9. The device of claim 8, wherein the shaft has upper and lower splines, the upper spline has a shorter length and the lower spline has a longer length, the lower spline has a smaller size than the upper spline, the upper end of the impeller is fixed to the shaft by the splines, and the lower end of the impeller is sleeved to the shaft by a clearance fit of the splines and can move in the axial direction.

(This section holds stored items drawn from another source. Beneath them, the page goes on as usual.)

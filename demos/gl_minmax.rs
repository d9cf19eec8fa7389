//! Checks a few limits every desktop OpenGL 2.0 implementation must meet.

use std::rc::Rc;

use piglit_util::framework::{self, Config, Test};
use piglit_util::minmax::{self, MinmaxSession};
use piglit_util::{gl, Context, TestError, TestResult};

struct GlMinmax;

impl Test for GlMinmax {
    fn display(&mut self, ctxt: &Rc<Context>) -> Result<TestResult, TestError> {
        minmax::print_header();

        let mut session = MinmaxSession::new(&**ctxt);
        session.test_min_int(gl::MAX_TEXTURE_SIZE, 64);
        session.test_min_int(gl::MAX_3D_TEXTURE_SIZE, 16);
        session.test_min_int(gl::MAX_CUBE_MAP_TEXTURE_SIZE, 16);
        session.test_min_int(gl::MAX_VERTEX_ATTRIBS, 16);
        session.test_min_int(gl::MAX_VERTEX_UNIFORM_COMPONENTS, 512);
        session.test_min_int(gl::MAX_FRAGMENT_UNIFORM_COMPONENTS, 64);
        session.test_min_int(gl::MAX_TEXTURE_IMAGE_UNITS, 2);
        session.test_min_int(gl::MAX_COMBINED_TEXTURE_IMAGE_UNITS, 2);
        session.test_min_int(gl::MAX_DRAW_BUFFERS, 1);
        session.test_min_int(gl::SUBPIXEL_BITS, 4);
        session.test_range_float(gl::ALIASED_POINT_SIZE_RANGE, 1.0, 1.0);
        session.test_range_float(gl::SMOOTH_LINE_WIDTH_RANGE, 1.0, 1.0);
        session.test_min_viewport_dimensions();

        if ctxt.capabilities().occlusion_queries {
            session.test_oq_bits();
        }

        // Errors raised by queries are already part of the rows.
        ctxt.reset_gl_error();

        Ok(session.result())
    }
}

fn main() {
    env_logger::init();

    let config = Config::from_env_and_args(std::env::args().skip(1))
        .with_gl_version(2, 0)
        .with_title("gl-2.0-minmax");
    framework::main(config, GlMinmax);
}
//! Draws a quad described as vertex data text and checks its colors.

use std::rc::Rc;

use piglit_util::framework::{self, Config, Test};
use piglit_util::program::{self, Program};
use piglit_util::{check_gl_error, gl, probe, vbo};
use piglit_util::{Context, TestError, TestResult};

const VERTEX_SHADER: &str = "
    #version 110
    attribute vec2 pos;
    attribute vec3 color;
    varying vec3 v_color;

    void main() {
        gl_Position = vec4(pos, 0.0, 1.0);
        v_color = color;
    }
";

const FRAGMENT_SHADER: &str = "
    #version 110
    varying vec3 v_color;

    void main() {
        gl_FragColor = vec4(v_color, 1.0);
    }
";

// left half green, right half blue
const VERTEX_DATA: &str = "
    pos/vec2/2    color/vec3/3
    -1.0 -1.0     0.0 1.0 0.0    # bottom left
     0.0 -1.0     0.0 1.0 0.0
    -1.0  1.0     0.0 1.0 0.0
     0.0  1.0     0.0 1.0 0.0

     0.0 -1.0     0.0 0.0 1.0
     1.0 -1.0     0.0 0.0 1.0
     0.0  1.0     0.0 0.0 1.0
     1.0  1.0     0.0 0.0 1.0
";

#[derive(Default)]
struct VboTriangle {
    program: Option<Program>,
    rows: usize,
}

impl Test for VboTriangle {
    fn init(&mut self, ctxt: &Rc<Context>) -> Result<(), TestError> {
        program::require_glsl_version(ctxt, 1, 10)?;

        let program = program::build_simple_program(ctxt, Some(VERTEX_SHADER),
                                                    Some(FRAGMENT_SHADER))?;
        self.rows = vbo::setup_vbo_from_text(ctxt, &program, VERTEX_DATA)?;
        self.program = Some(program);

        Ok(())
    }

    fn display(&mut self, ctxt: &Rc<Context>) -> Result<TestResult, TestError> {
        let program = self.program.as_ref()
            .ok_or_else(|| TestError::Fail("init didn't run".to_owned()))?;
        let (width, height) = ctxt.get_framebuffer_dimensions();

        program.use_program();
        unsafe {
            let gl = ctxt.gl();
            gl.Viewport(0, 0, width as i32, height as i32);
            gl.ClearColor(0.5, 0.5, 0.5, 1.0);
            gl.Clear(gl::COLOR_BUFFER_BIT);
            gl.DrawArrays(gl::TRIANGLE_STRIP, 0, 4);
            gl.DrawArrays(gl::TRIANGLE_STRIP, 4, self.rows as i32 - 4);
        }

        let half = width / 2;
        let mut pass = check_gl_error!(ctxt);
        pass &= probe::probe_rect_rgb(ctxt, 0, 0, half, height, &[0.0, 1.0, 0.0]);
        pass &= probe::probe_rect_rgb(ctxt, half as i32, 0, width - half, height,
                                      &[0.0, 0.0, 1.0]);

        Ok(if pass { TestResult::Pass } else { TestResult::Fail })
    }
}

fn main() {
    env_logger::init();

    let config = Config::from_env_and_args(std::env::args().skip(1))
        .with_title("vbo-triangle");
    framework::main(config, VboTriangle::default());
}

10. The flexible dual lumen access device for providing circulatory power to a Fontan patient as claimed in claim 8 wherein said impeller is made of a flexible material and the blades of said bladed unit are perpendicular to the hub surface of said impeller.

Technical Field

The invention relates to the technical field of Fontan postoperative auxiliary treatment instruments, in particular to a transcatheter implanted flexible double-cavity auxiliary device for providing circulating power for a Fontan patient.

Background

Fontan surgery is the first choice for treating various complex congenital heart diseases such as tricuspid valve occlusion, single ventricle, aortic transposition, right ventricular and double outlet combined pulmonary artery stenosis and left ventricular dysplastic syndrome. The Fontan operation of the central and outer conduits is advocated for reducing atrial sutures and is widely used. After undergoing such surgery, the superior and inferior vena cava of the patient are directly connected to the pulmonary artery, forming a full vena cava-pulmonary artery connection structure (TCPC structure). Although the structure separates arteriovenous blood and solves the problem of hypoxia of organs of a patient, the patient still relies on a single ventricle to provide power for body and lung circulation. Various complications due to insufficient circulatory power can occur after surgery: the central venous pressure is too high, the pulmonary artery pressure is too low, the single ventricle preload is increased, the lung perfusion is insufficient, and the like, so the pulmonary resistance of a patient and the impedance of the whole blood vessel are increased, and finally the single ventricle heart failure is caused. The auxiliary device is used for providing circulating power for the patient, so that the postoperative pulmonary perfusion of the patient is increased, the load of a single ventricle is reduced, and the auxiliary device has great significance for improving the survival condition of the patient.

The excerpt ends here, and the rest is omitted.